Assigned task: Which lines of the entries contain the string "prev"? Copy each of them.

────────────────────────────────────────

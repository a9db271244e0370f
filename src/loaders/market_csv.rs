//! Market-closes table loader and shock derivation.
//!
//! The closes table is row-major with a leading `date` label column and one
//! strictly-positive close column per ticker; the header order defines the
//! factor universe. Shocks are arithmetic day-over-day returns
//! `price_t / price_{t-1} - 1` computed column-wise, giving a
//! `(T - 1) x U` row-major matrix.

use std::fs::File;
use std::io::Read;
use std::path::Path;

use tracing::debug;

use crate::core::{Result, RiskError};
use crate::loaders::{LoaderError, LoaderResult};
use crate::universe::Universe;

/// Validated market observations.
#[derive(Debug, Clone)]
pub struct MarketData {
    /// One opaque date label per observation row.
    pub dates: Vec<String>,
    /// Factor universe in header order.
    pub universe: Universe,
    /// Row-major `rows() x universe.len()` close prices.
    pub closes_flat: Vec<f64>,
}

impl MarketData {
    /// Number of observation rows.
    pub fn rows(&self) -> usize {
        self.dates.len()
    }
}

/// Reads and validates a closes table from any byte source.
pub fn read_closes<R: Read>(reader: R) -> LoaderResult<MarketData> {
    let mut csv_reader = csv::ReaderBuilder::new()
        .has_headers(true)
        .trim(csv::Trim::All)
        .flexible(true)
        .from_reader(reader);

    let header = csv_reader.headers()?.clone();
    if header.len() < 2 {
        return Err(LoaderError::Malformed {
            row: 1,
            msg: "closes header needs a date column and at least one ticker".to_string(),
        });
    }
    if &header[0] != "date" {
        return Err(LoaderError::Malformed {
            row: 1,
            msg: format!("first header column must be 'date', got '{}'", &header[0]),
        });
    }

    let tickers: Vec<String> = header.iter().skip(1).map(str::to_string).collect();
    let universe = Universe::from_symbols(tickers)?;
    let factors = universe.len();

    let mut dates = Vec::new();
    let mut closes_flat = Vec::new();
    for (record_index, record) in csv_reader.records().enumerate() {
        let row = record_index + 2;
        let record = record?;
        if record.len() != factors + 1 {
            return Err(LoaderError::Malformed {
                row,
                msg: format!("expected {} fields, got {}", factors + 1, record.len()),
            });
        }

        dates.push(record[0].to_string());
        for (col, field) in record.iter().skip(1).enumerate() {
            let value: f64 = field.parse().map_err(|_| LoaderError::Malformed {
                row,
                msg: format!(
                    "close for '{}' is not a number: '{field}'",
                    universe.symbol(col).unwrap_or("?")
                ),
            })?;
            if !value.is_finite() || value <= 0.0 {
                return Err(LoaderError::Malformed {
                    row,
                    msg: format!(
                        "close for '{}' must be a positive finite number, got {value}",
                        universe.symbol(col).unwrap_or("?")
                    ),
                });
            }
            closes_flat.push(value);
        }
    }

    if dates.is_empty() {
        return Err(LoaderError::Malformed {
            row: 1,
            msg: "closes table has no data rows".to_string(),
        });
    }

    debug!(
        rows = dates.len(),
        tickers = factors,
        "loaded market closes"
    );
    Ok(MarketData {
        dates,
        universe,
        closes_flat,
    })
}

/// Reads a closes table from a file path.
pub fn load_closes_csv<P: AsRef<Path>>(path: P) -> LoaderResult<MarketData> {
    read_closes(File::open(path)?)
}

/// Derives the `(rows - 1) x cols` arithmetic-return shock matrix from a
/// row-major close-price matrix.
pub fn compute_shocks(closes_flat: &[f64], rows: usize, cols: usize) -> Result<Vec<f64>> {
    if cols == 0 {
        return Err(RiskError::InvalidArgument(
            "shock derivation requires a positive factor dimension".to_string(),
        ));
    }
    if rows < 2 {
        return Err(RiskError::InvalidArgument(
            "shock derivation requires at least two observations".to_string(),
        ));
    }
    if closes_flat.len() != rows * cols {
        return Err(RiskError::InvalidArgument(format!(
            "price matrix has {} entries, expected {rows} x {cols}",
            closes_flat.len()
        )));
    }

    let mut shocks = vec![0.0_f64; (rows - 1) * cols];
    for t in 1..rows {
        let prev = &closes_flat[(t - 1) * cols..t * cols];
        let curr = &closes_flat[t * cols..(t + 1) * cols];
        let out = &mut shocks[(t - 1) * cols..t * cols];
        for ((shock, &base), &current) in out.iter_mut().zip(prev).zip(curr) {
            if base <= 0.0 {
                return Err(RiskError::InvalidArgument(
                    "non-positive base price while computing shocks".to_string(),
                ));
            }
            *shock = current / base - 1.0;
        }
    }
    Ok(shocks)
}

────────────────────────────────────────

The completed task:
        let prev = &closes_flat[(t - 1) * cols..t * cols];
        for ((shock, &base), &current) in out.iter_mut().zip(prev).zip(curr) {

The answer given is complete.